I am not sure I buy (1). But it sounds kind of right to me now. Additionally, (3) kind of sounds correct on its own. If A causes B and B causes C but there is no explanation of A, then it seems that B and C are really unexplained. Aristotle notes that there was a presocratic philosopher who explained why the earth doesn’t fall down by saying that it floats on water, and he notes that the philosopher failed to ask the same question about the water. I think one lesson of Aristotle’s critique is that if it is unexplained why the water doesn’t fall down it is unexplained why the earth falls down.

Thursday, January 19, 2023

What am I "really"?

What am I? A herring-eater, a husband, a badminton player, a philosopher, a father, a Canadian, a six-footer and a human are all correct answers. There is an ancient form of the “What is x?” question where we are looking for a “central” answer, and of course “a human” is usually taken to be that one. What makes for that answer being central?

Sometimes the word “essential” is thrown in: I am essentially human. But what does that mean? In contemporary analytic jargon, it just means that I cannot exist without being human. But the “central” answer to “What am I?” is not just an answer that states a property that I cannot lack. There are, after all, many such properties essential in such a way that do not answer the question. “Someone conceived in 1972” and “Someone in a world where 2+2=4” attribute properties I cannot lack, but are not the central answers.

So the sense of the “What am I centrally, really, deep-down, essentially?” question isn’t just modal.

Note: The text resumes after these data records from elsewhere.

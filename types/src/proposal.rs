//! Signed block proposals.

use alloy_primitives::{Address, B256};
use alloy_rlp::{Decodable, Encodable, RlpDecodable, RlpEncodable};
use thiserror::Error;

use crate::codec::{decode_opt_round, encode_opt_round};
use crate::signing::secp256k1::{recover_address, Signature, Signer, SigningError};
use crate::{Height, Round};

#[derive(Debug, Error)]
pub enum ProposalError {
    #[error(transparent)]
    Signing(#[from] SigningError),

    #[error("proposal signed by {recovered}, expected proposer {expected}")]
    WrongProposer { expected: Address, recovered: Address },

    #[error("POLRound {pol_round} is not below the proposal round {round}")]
    InvalidPolRound { pol_round: Round, round: Round },
}

/// A signed `(height, round, POLRound, blockHash)` proposal. `pol_round` of
/// `None` means no prior polka justifies re-proposing this block.
#[derive(Clone, PartialEq, Eq, Debug)]
pub struct Proposal {
    pub chain_id: u64,
    pub height: Height,
    pub round: Round,
    pub pol_round: Option<Round>,
    pub block_hash: B256,
    /// Milliseconds since the Unix epoch.
    pub timestamp: u64,
    pub signature: Signature,
}

/// Digest of the canonical proposal encoding `[chainId, 32, height, round,
/// POLRound, blockHash, timestamp]`; what the proposer's key signs.
pub fn proposal_sign_hash(
    chain_id: u64,
    height: Height,
    round: Round,
    pol_round: Option<Round>,
    block_hash: B256,
    timestamp: u64,
) -> B256 {
    crate::vote::proposal_sign_hash(
        chain_id,
        height,
        round,
        encode_opt_round(pol_round),
        block_hash,
        timestamp,
    )
}

#[derive(RlpEncodable, RlpDecodable)]
struct RlpProposal {
    chain_id: u64,
    height: Height,
    round: Round,
    pol_round: u64,
    block_hash: B256,
    timestamp: u64,
    signature: Signature,
}

impl Proposal {
    pub fn new_signed(
        signer: &Signer,
        chain_id: u64,
        height: Height,
        round: Round,
        pol_round: Option<Round>,
        block_hash: B256,
        timestamp: u64,
    ) -> Self {
        let digest = proposal_sign_hash(chain_id, height, round, pol_round, block_hash, timestamp);
        Self {
            chain_id,
            height,
            round,
            pol_round,
            block_hash,
            timestamp,
            signature: signer.sign_digest(digest),
        }
    }

    pub fn sign_hash(&self) -> B256 {
        proposal_sign_hash(
            self.chain_id,
            self.height,
            self.round,
            self.pol_round,
            self.block_hash,
            self.timestamp,
        )
    }

    pub fn recover(&self) -> Result<Address, SigningError> {
        recover_address(self.sign_hash(), &self.signature)
    }

    /// A POLRound must reference an earlier round of the same height.
    pub fn check_pol_round(&self) -> Result<(), ProposalError> {
        match self.pol_round {
            Some(pol_round) if pol_round >= self.round => Err(ProposalError::InvalidPolRound {
                pol_round,
                round: self.round,
            }),
            _ => Ok(()),
        }
    }

    /// Verify the signature against the expected proposer for this round.
    pub fn verify(&self, proposer: Address) -> Result<(), ProposalError> {
        let recovered = self.recover()?;
        if recovered != proposer {
            return Err(ProposalError::WrongProposer {
                expected: proposer,
                recovered,
            });
        }
        Ok(())
    }
}

impl Encodable for Proposal {
    fn encode(&self, out: &mut dyn alloy_rlp::BufMut) {
        RlpProposal::from(self).encode(out);
    }

    fn length(&self) -> usize {
        RlpProposal::from(self).length()
    }
}

impl Decodable for Proposal {
    fn decode(buf: &mut &[u8]) -> alloy_rlp::Result<Self> {
        let raw = RlpProposal::decode(buf)?;
        Ok(Self {
            chain_id: raw.chain_id,
            height: raw.height,
            round: raw.round,
            pol_round: decode_opt_round(raw.pol_round)?,
            block_hash: raw.block_hash,
            timestamp: raw.timestamp,
            signature: raw.signature,
        })
    }
}

impl From<&Proposal> for RlpProposal {
    fn from(proposal: &Proposal) -> Self {
        Self {
            chain_id: proposal.chain_id,
            height: proposal.height,
            round: proposal.round,
            pol_round: encode_opt_round(proposal.pol_round),
            block_hash: proposal.block_hash,
            timestamp: proposal.timestamp,
            signature: proposal.signature,
        }
    }
}

#[cfg(test)]
mod tests {
    use alloy_primitives::b256;

    use super::*;

    const HASH: B256 = b256!("0x2222222222222222222222222222222222222222222222222222222222222222");

    #[test]
    fn signed_proposal_verifies_against_proposer() {
        let signer = Signer::random();
        let proposal = Proposal::new_signed(&signer, 23, 5, 1, Some(0), HASH, 1_700_000_000_000);

        assert!(proposal.verify(signer.address()).is_ok());
        assert!(matches!(
            proposal.verify(Signer::random().address()),
            Err(ProposalError::WrongProposer { .. })
        ));
    }

    #[test]
    fn pol_round_must_precede_round() {
        let signer = Signer::random();

        let no_pol = Proposal::new_signed(&signer, 23, 5, 0, None, HASH, 0);
        assert!(no_pol.check_pol_round().is_ok());

        let valid = Proposal::new_signed(&signer, 23, 5, 3, Some(2), HASH, 0);
        assert!(valid.check_pol_round().is_ok());

        let invalid = Proposal::new_signed(&signer, 23, 5, 3, Some(3), HASH, 0);
        assert!(matches!(
            invalid.check_pol_round(),
            Err(ProposalError::InvalidPolRound { .. })
        ));
    }

    #[test]
    fn rlp_round_trip_preserves_absent_pol_round() {
        let signer = Signer::random();
        for pol_round in [None, Some(0), Some(7)] {
            let proposal = Proposal::new_signed(&signer, 23, 9, 8, pol_round, HASH, 42);
            let encoded = alloy_rlp::encode(&proposal);
            let decoded: Proposal = alloy_rlp::decode_exact(&encoded).unwrap();
            assert_eq!(decoded, proposal);
        }
    }

    #[test]
    fn pol_round_changes_the_digest() {
        let signer = Signer::random();
        let a = Proposal::new_signed(&signer, 23, 9, 8, None, HASH, 42);
        let b = Proposal::new_signed(&signer, 23, 9, 8, Some(0), HASH, 42);
        assert_ne!(a.sign_hash(), b.sign_hash());
    }
}
//! Core data model for the Reimint consensus engine: validators and the
//! proposer-priority validator set, signed votes and proposals, duplicate-vote
//! evidence, block extra-data sealing, and the RLP wire envelope.

pub mod bit_array;
pub mod block;
pub mod evidence;
pub mod extra_data;
pub mod message;
pub mod proposal;
pub mod signing;
pub mod step;
pub mod validator_set;
pub mod vote;

mod codec;

pub use bit_array::BitArray;
pub use block::Block;
pub use evidence::{DuplicateVoteEvidence, Evidence, EvidenceError};
pub use extra_data::{calc_block_hash, Commit, CommitSig, ExtraData, ExtraDataError, EXTRA_VANITY};
pub use message::{ConsensusMessage, PartSetHeader, WireError};
pub use proposal::{proposal_sign_hash, Proposal, ProposalError};
pub use signing::secp256k1::{
    public_key_to_address, recover_address, Signature, Signer, SigningError, SIGNATURE_LENGTH,
};
pub use step::RoundStep;
pub use validator_set::{Validator, ValidatorSet, ValidatorSetError};
pub use vote::{vote_sign_hash, Vote, VoteError, VoteType};

/// Index of the block being decided.
pub type Height = u64;

/// Consensus attempt within a height; the first is 0.
pub type Round = u32;

/// The all-zero hash stands for "nil" in votes and proposals.
pub const NIL_HASH: alloy_primitives::B256 = alloy_primitives::B256::ZERO;

/// Whether a vote or proposal hash is the nil marker.
pub fn is_nil(hash: &alloy_primitives::B256) -> bool {
    *hash == NIL_HASH
}
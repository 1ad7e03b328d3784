//! The narrow interface the consensus core needs from the rest of the node.
//!
//! The node, engine and state machine otherwise form a cycle; this trait
//! breaks it. The state machine sees exactly four capabilities: building a
//! pending block, committing a finalized one, reading the staking contract's
//! validator set, and signing with the node's key.

use alloy_primitives::{Address, B256};
use async_trait::async_trait;
use color_eyre::eyre;
use reimint_types::{Block, Signature, ValidatorSet};

#[async_trait]
pub trait BlockPipeline: Send + Sync + 'static {
    /// Ask the worker for a pending block built on `parent_hash`. The
    /// returned header is complete except for the consensus seal.
    async fn build_pending_block(&self, parent_hash: B256) -> eyre::Result<Block>;

    /// Execute and persist a finalized block. On success the pipeline will
    /// re-enter the state machine with `new_block_header` for the next
    /// height.
    async fn commit_block(&self, block: Block) -> eyre::Result<()>;

    /// Validator set recorded in the staking contract at `state_root`.
    /// Deterministic and pure with respect to the state root.
    async fn get_validator_set(&self, state_root: B256) -> eyre::Result<ValidatorSet>;

    /// Sign a 32-byte digest with the node's key.
    fn sign(&self, digest: B256) -> Signature;

    /// The address of the node's key.
    fn address(&self) -> Address;

    /// Whether the transaction pool has work. Gates the empty-block wait at
    /// round 0; defaults to "yes" so the wait is skipped.
    fn has_pending_transactions(&self) -> bool {
        true
    }
}
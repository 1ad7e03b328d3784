//! Monotonic per-(height, round, step) timeout scheduling.
//!
//! The ticker holds a single pending slot: scheduling a new timeout cancels
//! any outstanding one. Expiry hands the `TimeoutInfo` back to the state
//! machine through the shared event queue.

use core::time::Duration;

use reimint_types::{Height, Round, RoundStep};
use tokio::sync::mpsc;
use tokio::task::JoinHandle;
use tokio::time::{sleep_until, Instant};
use tracing::debug;

#[derive(Clone, Copy, PartialEq, Eq, Debug)]
pub struct TimeoutInfo {
    pub duration: Duration,
    pub height: Height,
    pub round: Round,
    pub step: RoundStep,
}

pub struct TimeoutTicker {
    schedule_tx: mpsc::UnboundedSender<TimeoutInfo>,
    task: JoinHandle<()>,
}

impl TimeoutTicker {
    /// Spawn the ticker task; `on_timeout` fires on expiry (it pushes the
    /// event into the state-machine queue).
    pub fn spawn<F>(on_timeout: F) -> Self
    where
        F: Fn(TimeoutInfo) + Send + 'static,
    {
        let (schedule_tx, mut schedule_rx) = mpsc::unbounded_channel::<TimeoutInfo>();

        let task = tokio::spawn(async move {
            let mut pending: Option<(Instant, TimeoutInfo)> = None;
            loop {
                match pending {
                    None => match schedule_rx.recv().await {
                        Some(info) => pending = Some((Instant::now() + info.duration, info)),
                        None => break,
                    },
                    Some((deadline, info)) => {
                        tokio::select! {
                            next = schedule_rx.recv() => match next {
                                Some(next) => {
                                    debug!(
                                        height = info.height,
                                        round = info.round,
                                        step = %info.step,
                                        "replacing pending timeout"
                                    );
                                    pending = Some((Instant::now() + next.duration, next));
                                }
                                None => break,
                            },
                            () = sleep_until(deadline) => {
                                on_timeout(info);
                                pending = None;
                            }
                        }
                    }
                }
            }
        });

        Self { schedule_tx, task }
    }

    /// Schedule a timeout, replacing any outstanding one.
    pub fn schedule(&self, info: TimeoutInfo) {
        let _ = self.schedule_tx.send(info);
    }

    /// Cancel the pending timer and stop the task.
    pub fn stop(&self) {
        self.task.abort();
    }
}
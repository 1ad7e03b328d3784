//! The consensus seal embedded in `header.extra_data`.
//!
//! The first [`EXTRA_VANITY`] bytes are reserved vanity; the remainder is the
//! RLP of `(round, commitRound, POLRound, evidence, proposal, commit?)`. The
//! commit aggregate is absent while a block is still a proposal and filled in
//! at finalization. The block hash substitutes the payload with the evidence
//! hashes, so neither the proposal nor the sealed votes affect block identity.

use alloy_consensus::Header;
use alloy_primitives::{Address, B256, Bytes};
use alloy_rlp::{Decodable, Encodable, RlpDecodable, RlpEncodable};
use thiserror::Error;

use crate::bit_array::BitArray;
use crate::codec::{decode_opt_round, encode_opt_round};
use crate::evidence::Evidence;
use crate::proposal::{Proposal, ProposalError};
use crate::signing::secp256k1::Signature;
use crate::validator_set::ValidatorSet;
use crate::vote::{Vote, VoteError, VoteType};
use crate::Round;

/// Reserved vanity prefix of `header.extra_data`.
pub const EXTRA_VANITY: usize = 32;

#[derive(Debug, Error)]
pub enum ExtraDataError {
    #[error("header extra data carries no consensus payload")]
    MissingPayload,

    #[error(transparent)]
    Rlp(#[from] alloy_rlp::Error),

    #[error("sealed block is missing the commit aggregate")]
    MissingCommit,

    #[error("commit bitmap covers {got} validators, expected {expected}")]
    BitmapLength { expected: usize, got: usize },

    #[error("commit carries {got} signatures for {expected} set bits")]
    SignatureCount { expected: usize, got: usize },

    #[error("commit voting power {got} does not exceed 2/3 of {total}")]
    InsufficientVotingPower { got: u64, total: u64 },

    #[error("proposal block hash does not match the sealed header")]
    BlockHashMismatch,

    #[error(transparent)]
    Vote(#[from] VoteError),

    #[error(transparent)]
    Proposal(#[from] ProposalError),
}

/// One precommit in a sealed commit: the vote's timestamp is kept because the
/// signature covers it.
#[derive(Clone, PartialEq, Eq, Debug, RlpEncodable, RlpDecodable)]
pub struct CommitSig {
    pub timestamp: u64,
    pub signature: Signature,
}

/// Aggregate of the precommits justifying a committed block: a validator
/// bitmap plus one [`CommitSig`] per set bit, in index order.
#[derive(Clone, PartialEq, Eq, Debug, RlpEncodable, RlpDecodable)]
pub struct Commit {
    pub bitmap: BitArray,
    pub signatures: Vec<CommitSig>,
}

#[derive(Clone, PartialEq, Eq, Debug)]
pub struct ExtraData {
    pub round: Round,
    pub commit_round: Round,
    pub pol_round: Option<Round>,
    pub evidence: Vec<Evidence>,
    pub proposal: Proposal,
    pub commit: Option<Commit>,
}

impl ExtraData {
    /// Decode the consensus payload from a sealed header.
    pub fn from_header(header: &Header) -> Result<Self, ExtraDataError> {
        let extra = header.extra_data.as_ref();
        if extra.len() <= EXTRA_VANITY {
            return Err(ExtraDataError::MissingPayload);
        }
        let mut payload = &extra[EXTRA_VANITY..];
        Ok(Self::decode(&mut payload)?)
    }

    /// Seal the payload into the header, preserving any existing vanity.
    pub fn seal(&self, header: &mut Header) {
        let mut extra = Vec::with_capacity(EXTRA_VANITY + self.length());
        extra.extend_from_slice(&vanity(header));
        self.encode(&mut extra);
        header.extra_data = Bytes::from(extra);
    }

    /// Verify the commit aggregate: every sealed precommit must be a valid
    /// signature over this block's hash at `commit_round`, and the voting
    /// power of the signers must exceed two thirds.
    pub fn verify_commit(
        &self,
        header: &Header,
        validators: &ValidatorSet,
    ) -> Result<(), ExtraDataError> {
        let commit = self.commit.as_ref().ok_or(ExtraDataError::MissingCommit)?;

        if commit.bitmap.len() != validators.len() {
            return Err(ExtraDataError::BitmapLength {
                expected: validators.len(),
                got: commit.bitmap.len(),
            });
        }
        if commit.signatures.len() != commit.bitmap.count_ones() {
            return Err(ExtraDataError::SignatureCount {
                expected: commit.bitmap.count_ones(),
                got: commit.signatures.len(),
            });
        }

        let block_hash = calc_block_hash(header);
        let mut power = 0u64;

        for (index, commit_sig) in commit.bitmap.iter_ones().zip(commit.signatures.iter()) {
            let validator = validators.get(index).ok_or(ExtraDataError::BitmapLength {
                expected: validators.len(),
                got: commit.bitmap.len(),
            })?;

            let vote = Vote {
                chain_id: self.proposal.chain_id,
                vote_type: VoteType::Precommit,
                height: header.number,
                round: self.commit_round,
                block_hash,
                timestamp: commit_sig.timestamp,
                validator_index: index as u32,
                signature: commit_sig.signature,
            };
            vote.verify(validator.address)?;
            power += validator.voting_power;
        }

        if !validators.has_two_thirds(power) {
            return Err(ExtraDataError::InsufficientVotingPower {
                got: power,
                total: validators.total_voting_power(),
            });
        }
        Ok(())
    }

    /// Verify the embedded proposal: it must commit to this block's hash and
    /// be signed by the expected proposer.
    pub fn verify_proposal(
        &self,
        header: &Header,
        proposer: Address,
    ) -> Result<(), ExtraDataError> {
        if self.proposal.block_hash != calc_block_hash(header) {
            return Err(ExtraDataError::BlockHashMismatch);
        }
        self.proposal.verify(proposer)?;
        Ok(())
    }
}

impl Encodable for ExtraData {
    fn encode(&self, out: &mut dyn alloy_rlp::BufMut) {
        let payload_length = self.payload_length();
        alloy_rlp::Header {
            list: true,
            payload_length,
        }
        .encode(out);
        self.round.encode(out);
        self.commit_round.encode(out);
        encode_opt_round(self.pol_round).encode(out);
        self.evidence.encode(out);
        self.proposal.encode(out);
        if let Some(commit) = &self.commit {
            commit.encode(out);
        }
    }

    fn length(&self) -> usize {
        let payload_length = self.payload_length();
        payload_length + alloy_rlp::length_of_length(payload_length)
    }
}

impl ExtraData {
    fn payload_length(&self) -> usize {
        self.round.length()
            + self.commit_round.length()
            + encode_opt_round(self.pol_round).length()
            + self.evidence.length()
            + self.proposal.length()
            + self.commit.as_ref().map_or(0, Encodable::length)
    }
}

impl Decodable for ExtraData {
    fn decode(buf: &mut &[u8]) -> alloy_rlp::Result<Self> {
        let mut body = alloy_rlp::Header::decode_bytes(buf, true)?;
        let round = Round::decode(&mut body)?;
        let commit_round = Round::decode(&mut body)?;
        let pol_round = decode_opt_round(u64::decode(&mut body)?)?;
        let evidence = Vec::<Evidence>::decode(&mut body)?;
        let proposal = Proposal::decode(&mut body)?;
        let commit = if body.is_empty() {
            None
        } else {
            Some(Commit::decode(&mut body)?)
        };
        Ok(Self {
            round,
            commit_round,
            pol_round,
            evidence,
            proposal,
            commit,
        })
    }
}

/// The consensus block hash: keccak of the header with its extra data
/// replaced by `vanity ‖ H(ev₁) ‖ H(ev₂) ‖ …`. Votes and the proposal never
/// enter block identity; the evidence set does.
pub fn calc_block_hash(header: &Header) -> B256 {
    let evidence = ExtraData::from_header(header)
        .map(|extra| extra.evidence)
        .unwrap_or_default();
    calc_block_hash_with_evidence(header, &evidence)
}

/// Block hash for a header that has not been sealed yet, with the evidence
/// the proposer intends to include.
pub fn calc_block_hash_with_evidence(header: &Header, evidence: &[Evidence]) -> B256 {
    let mut extra = Vec::with_capacity(EXTRA_VANITY + evidence.len() * 32);
    extra.extend_from_slice(&vanity(header));
    for ev in evidence {
        extra.extend_from_slice(ev.hash().as_slice());
    }

    let mut hashed = header.clone();
    hashed.extra_data = Bytes::from(extra);
    hashed.hash_slow()
}

fn vanity(header: &Header) -> [u8; EXTRA_VANITY] {
    let mut vanity = [0u8; EXTRA_VANITY];
    let extra = header.extra_data.as_ref();
    let len = extra.len().min(EXTRA_VANITY);
    vanity[..len].copy_from_slice(&extra[..len]);
    vanity
}
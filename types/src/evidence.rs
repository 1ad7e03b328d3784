//! Verifiable records of validator misbehavior.

use alloy_primitives::{keccak256, B256};
use alloy_rlp::{Decodable, Encodable};
use thiserror::Error;

use crate::validator_set::ValidatorSet;
use crate::vote::{Vote, VoteError};
use crate::Height;

const DUPLICATE_VOTE_KIND: u8 = 0;

#[derive(Debug, Error)]
pub enum EvidenceError {
    #[error("votes are not for the same (validator, height, round, type)")]
    MismatchedVotes,

    #[error("votes reference the same block hash")]
    IdenticalVotes,

    #[error("votes are not in canonical hash order")]
    NonCanonicalOrder,

    #[error("validator index {0} not in the validator set")]
    UnknownValidator(u32),

    #[error(transparent)]
    Vote(#[from] VoteError),
}

/// Two valid votes from one validator for the same `(height, round, type)`
/// but different block hashes. Canonical order: `vote_a.block_hash <
/// vote_b.block_hash`.
#[derive(Clone, PartialEq, Eq, Debug)]
pub struct DuplicateVoteEvidence {
    pub vote_a: Vote,
    pub vote_b: Vote,
}

impl DuplicateVoteEvidence {
    /// Pair two conflicting votes, normalizing to canonical order.
    pub fn new(x: Vote, y: Vote) -> Result<Self, EvidenceError> {
        if x.validator_index != y.validator_index
            || x.height != y.height
            || x.round != y.round
            || x.vote_type != y.vote_type
            || x.chain_id != y.chain_id
        {
            return Err(EvidenceError::MismatchedVotes);
        }
        if x.block_hash == y.block_hash {
            return Err(EvidenceError::IdenticalVotes);
        }

        let (vote_a, vote_b) = if x.block_hash < y.block_hash {
            (x, y)
        } else {
            (y, x)
        };
        Ok(Self { vote_a, vote_b })
    }

    pub fn height(&self) -> Height {
        self.vote_a.height
    }

    pub fn validator_index(&self) -> u32 {
        self.vote_a.validator_index
    }

    /// Check well-formedness and both signatures against the validator set
    /// in force at the evidence height.
    pub fn verify(&self, validators: &ValidatorSet) -> Result<(), EvidenceError> {
        if self.vote_a.block_hash >= self.vote_b.block_hash {
            return Err(EvidenceError::NonCanonicalOrder);
        }
        // Re-run the pairing checks so decoded evidence is held to the same
        // standard as locally-detected evidence.
        Self::new(self.vote_a.clone(), self.vote_b.clone())?;

        let validator = validators
            .get(self.validator_index() as usize)
            .ok_or(EvidenceError::UnknownValidator(self.validator_index()))?;

        self.vote_a.verify(validator.address)?;
        self.vote_b.verify(validator.address)?;
        Ok(())
    }
}

/// All evidence kinds understood by the chain, tagged on the wire.
#[derive(Clone, PartialEq, Eq, Debug)]
pub enum Evidence {
    DuplicateVote(DuplicateVoteEvidence),
}

impl Evidence {
    pub fn height(&self) -> Height {
        match self {
            Self::DuplicateVote(ev) => ev.height(),
        }
    }

    pub fn hash(&self) -> B256 {
        keccak256(alloy_rlp::encode(self))
    }

    pub fn verify(&self, validators: &ValidatorSet) -> Result<(), EvidenceError> {
        match self {
            Self::DuplicateVote(ev) => ev.verify(validators),
        }
    }
}

impl From<DuplicateVoteEvidence> for Evidence {
    fn from(ev: DuplicateVoteEvidence) -> Self {
        Self::DuplicateVote(ev)
    }
}

impl Encodable for Evidence {
    fn encode(&self, out: &mut dyn alloy_rlp::BufMut) {
        match self {
            Self::DuplicateVote(ev) => {
                let payload_length =
                    DUPLICATE_VOTE_KIND.length() + ev.vote_a.length() + ev.vote_b.length();
                alloy_rlp::Header {
                    list: true,
                    payload_length,
                }
                .encode(out);
                DUPLICATE_VOTE_KIND.encode(out);
                ev.vote_a.encode(out);
                ev.vote_b.encode(out);
            }
        }
    }

    fn length(&self) -> usize {
        match self {
            Self::DuplicateVote(ev) => {
                let payload_length =
                    DUPLICATE_VOTE_KIND.length() + ev.vote_a.length() + ev.vote_b.length();
                payload_length + alloy_rlp::length_of_length(payload_length)
            }
        }
    }
}

impl Decodable for Evidence {
    fn decode(buf: &mut &[u8]) -> alloy_rlp::Result<Self> {
        let mut body = alloy_rlp::Header::decode_bytes(buf, true)?;
        let kind = u8::decode(&mut body)?;
        match kind {
            DUPLICATE_VOTE_KIND => {
                let vote_a = Vote::decode(&mut body)?;
                let vote_b = Vote::decode(&mut body)?;
                Ok(Self::DuplicateVote(DuplicateVoteEvidence { vote_a, vote_b }))
            }
            _ => Err(alloy_rlp::Error::Custom("unknown evidence kind")),
        }
    }
}

#[cfg(test)]
mod tests {
    use alloy_primitives::{b256, Address};

    use super::*;
    use crate::signing::secp256k1::Signer;
    use crate::validator_set::Validator;
    use crate::vote::VoteType;

    const HASH_A: B256 =
        b256!("0x0a0a0a0a0a0a0a0a0a0a0a0a0a0a0a0a0a0a0a0a0a0a0a0a0a0a0a0a0a0a0a0a");
    const HASH_B: B256 =
        b256!("0x0b0b0b0b0b0b0b0b0b0b0b0b0b0b0b0b0b0b0b0b0b0b0b0b0b0b0b0b0b0b0b0b");

    fn vote(signer: &Signer, hash: B256, index: u32) -> Vote {
        Vote::new_signed(signer, 23, VoteType::Prevote, 7, 0, hash, 1_000, index)
    }

    fn single_validator_set(signer: &Signer) -> ValidatorSet {
        ValidatorSet::new(vec![Validator::new(signer.address(), 10)]).unwrap()
    }

    #[test]
    fn pairing_normalizes_hash_order() {
        let signer = Signer::random();
        let ev =
            DuplicateVoteEvidence::new(vote(&signer, HASH_B, 0), vote(&signer, HASH_A, 0)).unwrap();
        assert_eq!(ev.vote_a.block_hash, HASH_A);
        assert_eq!(ev.vote_b.block_hash, HASH_B);
    }

    #[test]
    fn pairing_rejects_mismatched_and_identical_votes() {
        let signer = Signer::random();

        assert!(matches!(
            DuplicateVoteEvidence::new(vote(&signer, HASH_A, 0), vote(&signer, HASH_B, 1)),
            Err(EvidenceError::MismatchedVotes)
        ));
        assert!(matches!(
            DuplicateVoteEvidence::new(vote(&signer, HASH_A, 0), vote(&signer, HASH_A, 0)),
            Err(EvidenceError::IdenticalVotes)
        ));
    }

    #[test]
    fn verification_checks_both_signatures() {
        let signer = Signer::random();
        let vals = single_validator_set(&signer);

        let good =
            DuplicateVoteEvidence::new(vote(&signer, HASH_A, 0), vote(&signer, HASH_B, 0)).unwrap();
        assert!(good.verify(&vals).is_ok());

        // Evidence pinned to a stranger's validator set must not verify.
        let other_vals =
            ValidatorSet::new(vec![Validator::new(Address::repeat_byte(0x77), 10)]).unwrap();
        assert!(good.verify(&other_vals).is_err());
    }

    #[test]
    fn verification_rejects_out_of_range_index() {
        let signer = Signer::random();
        let vals = single_validator_set(&signer);

        let ev =
            DuplicateVoteEvidence::new(vote(&signer, HASH_A, 3), vote(&signer, HASH_B, 3)).unwrap();
        assert!(matches!(
            ev.verify(&vals),
            Err(EvidenceError::UnknownValidator(3))
        ));
    }

    #[test]
    fn rlp_round_trip_and_stable_hash() {
        let signer = Signer::random();
        let ev: Evidence =
            DuplicateVoteEvidence::new(vote(&signer, HASH_A, 0), vote(&signer, HASH_B, 0))
                .unwrap()
                .into();

        let encoded = alloy_rlp::encode(&ev);
        let decoded: Evidence = alloy_rlp::decode_exact(&encoded).unwrap();
        assert_eq!(decoded, ev);
        assert_eq!(decoded.hash(), ev.hash());
    }
}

What is it?

Here is a start.

  1. Necessarily, I am good and a human if and only if I am a good human.

But the same is not true for any other attribute besides “human” among those of the first paragraph. I can be good and a badminton player while not being a good badminton player, and I can be a good herring-eater without being good and a herring-eater. And I have no idea what it is to be a good six-footer, but perhaps the fact that I am a quarter of an inch short of six feet right now makes me not be one. (In some cases one direction may hold. It may be that if I am good and a human, then I am a good human.)

So our initial account of what is being asked for is that we are asking for an attribute F such that:

  1. Necessarily, x is a good F if and only if x is good.

But that’s not quite right. For:

  1. Necessarily, I am good and a virtuous human if and only if I am a good virtuous human.

And yet “a virtuous human” would not be the answer to the ancient “What am I centrally, really, deep-down, essentially?” question even if I were in fact a virtuous human.

But perhaps we can do better. The necessary biconditional (2) holds in the case “virtuous human”, but in a kind of trivial way: “a good virtuous human” is repetition. I think that, as often, we need to pass from a modal to a hyperintensional characterization. Consider that not only is (1) true, but also:

  1. Necessarily, if I am human, what it is for me to be good is for me to be a good human.

In other words, if I am a human, being a good human explains my being good. On the other hand, even if I were a virtuous human, my being a good virtuous human would not explain my being good. For redundancy is to be avoided in explanation, and “good virtuous human” is redundant.

Thus, I propose that:

  1. x is “centrally, really, deep-down, essentially” F just in case what it is for x to be good is for x to be a good F.

In other words, that which I am centrally, really, deep-down and essentially is that which sets the norms for me to be good simpliciter.

Objection 1: Some things are “centrally” electrons, but something’s being good at electronicity is absurd.

Response: I deny that it’s absurd. It’s just that all the electrons we meet are good at electronicity.

Objection 2: “Good” is attributive, and hence there is no such thing as being good simpliciter.

Response: “Good” is attributive in the sense that the schema

  1. x is good and x is F if and only if x is a good F

is not generally logically valid. But some instances of a schema can be logically valid even if the schema is not logically valid in general.